Data →
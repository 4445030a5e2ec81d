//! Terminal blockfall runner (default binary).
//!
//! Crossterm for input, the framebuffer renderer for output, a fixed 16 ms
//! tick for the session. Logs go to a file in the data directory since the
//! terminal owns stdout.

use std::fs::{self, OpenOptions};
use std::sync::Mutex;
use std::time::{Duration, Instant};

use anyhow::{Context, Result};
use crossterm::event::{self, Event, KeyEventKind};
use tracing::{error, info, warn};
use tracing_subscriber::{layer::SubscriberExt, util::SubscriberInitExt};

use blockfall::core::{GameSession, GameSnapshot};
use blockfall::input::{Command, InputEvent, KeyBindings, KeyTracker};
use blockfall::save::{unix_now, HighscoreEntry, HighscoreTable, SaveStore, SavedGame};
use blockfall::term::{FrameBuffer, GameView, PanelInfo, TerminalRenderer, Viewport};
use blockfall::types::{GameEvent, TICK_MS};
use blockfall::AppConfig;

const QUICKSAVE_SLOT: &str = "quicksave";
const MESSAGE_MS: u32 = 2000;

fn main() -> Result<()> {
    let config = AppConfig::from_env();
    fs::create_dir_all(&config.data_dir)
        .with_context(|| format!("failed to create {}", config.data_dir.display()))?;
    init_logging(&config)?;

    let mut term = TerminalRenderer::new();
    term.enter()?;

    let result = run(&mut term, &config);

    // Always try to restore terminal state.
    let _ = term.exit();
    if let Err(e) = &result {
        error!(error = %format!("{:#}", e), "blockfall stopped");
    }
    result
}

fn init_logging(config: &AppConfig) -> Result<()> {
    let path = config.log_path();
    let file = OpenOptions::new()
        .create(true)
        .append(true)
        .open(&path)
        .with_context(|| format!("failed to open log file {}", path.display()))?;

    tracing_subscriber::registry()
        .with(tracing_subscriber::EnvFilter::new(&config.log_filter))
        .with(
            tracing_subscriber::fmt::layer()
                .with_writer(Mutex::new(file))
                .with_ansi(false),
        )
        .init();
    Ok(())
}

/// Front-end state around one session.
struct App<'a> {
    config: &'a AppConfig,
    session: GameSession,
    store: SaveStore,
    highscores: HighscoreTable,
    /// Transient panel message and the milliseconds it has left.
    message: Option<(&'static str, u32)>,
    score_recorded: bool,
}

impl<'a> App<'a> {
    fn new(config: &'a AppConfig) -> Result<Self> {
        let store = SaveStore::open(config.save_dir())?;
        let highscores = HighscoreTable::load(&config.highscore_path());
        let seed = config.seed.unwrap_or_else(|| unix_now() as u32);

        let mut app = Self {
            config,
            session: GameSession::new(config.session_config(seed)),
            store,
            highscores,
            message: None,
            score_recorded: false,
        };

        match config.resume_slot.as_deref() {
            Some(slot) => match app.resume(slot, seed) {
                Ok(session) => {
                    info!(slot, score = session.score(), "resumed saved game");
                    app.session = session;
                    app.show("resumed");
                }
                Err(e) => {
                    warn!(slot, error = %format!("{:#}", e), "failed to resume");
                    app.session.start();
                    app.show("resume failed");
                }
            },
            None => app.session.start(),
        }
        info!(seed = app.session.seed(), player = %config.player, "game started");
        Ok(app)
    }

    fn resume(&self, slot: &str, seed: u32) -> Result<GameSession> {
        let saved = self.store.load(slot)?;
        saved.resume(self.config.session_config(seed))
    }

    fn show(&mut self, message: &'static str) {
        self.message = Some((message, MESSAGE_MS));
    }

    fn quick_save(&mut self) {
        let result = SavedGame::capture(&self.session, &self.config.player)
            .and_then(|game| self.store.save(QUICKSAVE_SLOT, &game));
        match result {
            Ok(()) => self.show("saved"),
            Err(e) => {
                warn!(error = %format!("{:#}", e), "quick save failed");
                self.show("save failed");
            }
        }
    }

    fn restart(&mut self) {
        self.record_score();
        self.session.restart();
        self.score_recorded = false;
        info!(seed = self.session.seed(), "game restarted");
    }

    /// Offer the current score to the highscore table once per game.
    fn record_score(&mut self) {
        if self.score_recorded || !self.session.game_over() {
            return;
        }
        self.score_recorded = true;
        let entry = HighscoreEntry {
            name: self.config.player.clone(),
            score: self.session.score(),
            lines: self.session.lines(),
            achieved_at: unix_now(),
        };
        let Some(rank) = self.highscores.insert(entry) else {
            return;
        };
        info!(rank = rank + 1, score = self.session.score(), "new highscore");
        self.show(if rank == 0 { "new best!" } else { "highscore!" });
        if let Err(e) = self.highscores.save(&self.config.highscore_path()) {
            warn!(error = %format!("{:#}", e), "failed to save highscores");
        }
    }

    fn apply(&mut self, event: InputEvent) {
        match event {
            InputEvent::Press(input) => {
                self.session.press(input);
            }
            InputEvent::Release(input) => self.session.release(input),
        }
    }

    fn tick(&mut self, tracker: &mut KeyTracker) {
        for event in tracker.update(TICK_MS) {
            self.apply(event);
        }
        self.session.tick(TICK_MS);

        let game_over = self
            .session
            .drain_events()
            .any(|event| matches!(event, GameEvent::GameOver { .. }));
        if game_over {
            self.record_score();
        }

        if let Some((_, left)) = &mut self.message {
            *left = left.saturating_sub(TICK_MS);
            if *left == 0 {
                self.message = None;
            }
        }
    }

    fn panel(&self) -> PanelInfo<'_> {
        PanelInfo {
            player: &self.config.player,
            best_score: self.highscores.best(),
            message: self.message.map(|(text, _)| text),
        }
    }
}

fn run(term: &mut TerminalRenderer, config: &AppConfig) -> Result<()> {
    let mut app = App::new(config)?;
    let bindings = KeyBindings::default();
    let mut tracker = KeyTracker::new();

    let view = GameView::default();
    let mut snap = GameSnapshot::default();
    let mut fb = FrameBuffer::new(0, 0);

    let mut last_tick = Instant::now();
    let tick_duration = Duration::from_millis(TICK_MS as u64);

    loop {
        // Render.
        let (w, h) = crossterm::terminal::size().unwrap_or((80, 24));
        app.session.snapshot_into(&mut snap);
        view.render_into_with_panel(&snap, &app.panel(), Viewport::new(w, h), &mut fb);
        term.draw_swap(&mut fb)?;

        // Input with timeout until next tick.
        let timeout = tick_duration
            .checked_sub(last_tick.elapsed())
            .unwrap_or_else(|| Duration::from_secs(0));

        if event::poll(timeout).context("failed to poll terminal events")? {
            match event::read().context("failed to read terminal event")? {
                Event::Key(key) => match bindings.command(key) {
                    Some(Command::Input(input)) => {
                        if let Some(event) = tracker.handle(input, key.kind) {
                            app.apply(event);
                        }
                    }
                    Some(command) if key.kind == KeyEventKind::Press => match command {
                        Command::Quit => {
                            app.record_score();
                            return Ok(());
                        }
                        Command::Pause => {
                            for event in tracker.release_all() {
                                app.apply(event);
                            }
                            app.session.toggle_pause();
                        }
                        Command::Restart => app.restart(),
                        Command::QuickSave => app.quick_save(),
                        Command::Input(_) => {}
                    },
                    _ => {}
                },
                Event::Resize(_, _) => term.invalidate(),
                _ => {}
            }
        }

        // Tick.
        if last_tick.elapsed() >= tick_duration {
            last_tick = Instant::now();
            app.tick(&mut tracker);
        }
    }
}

About this exercise →
In these entries, please give the number of lines holding the string "None" and nothing more.

Exercise result →
3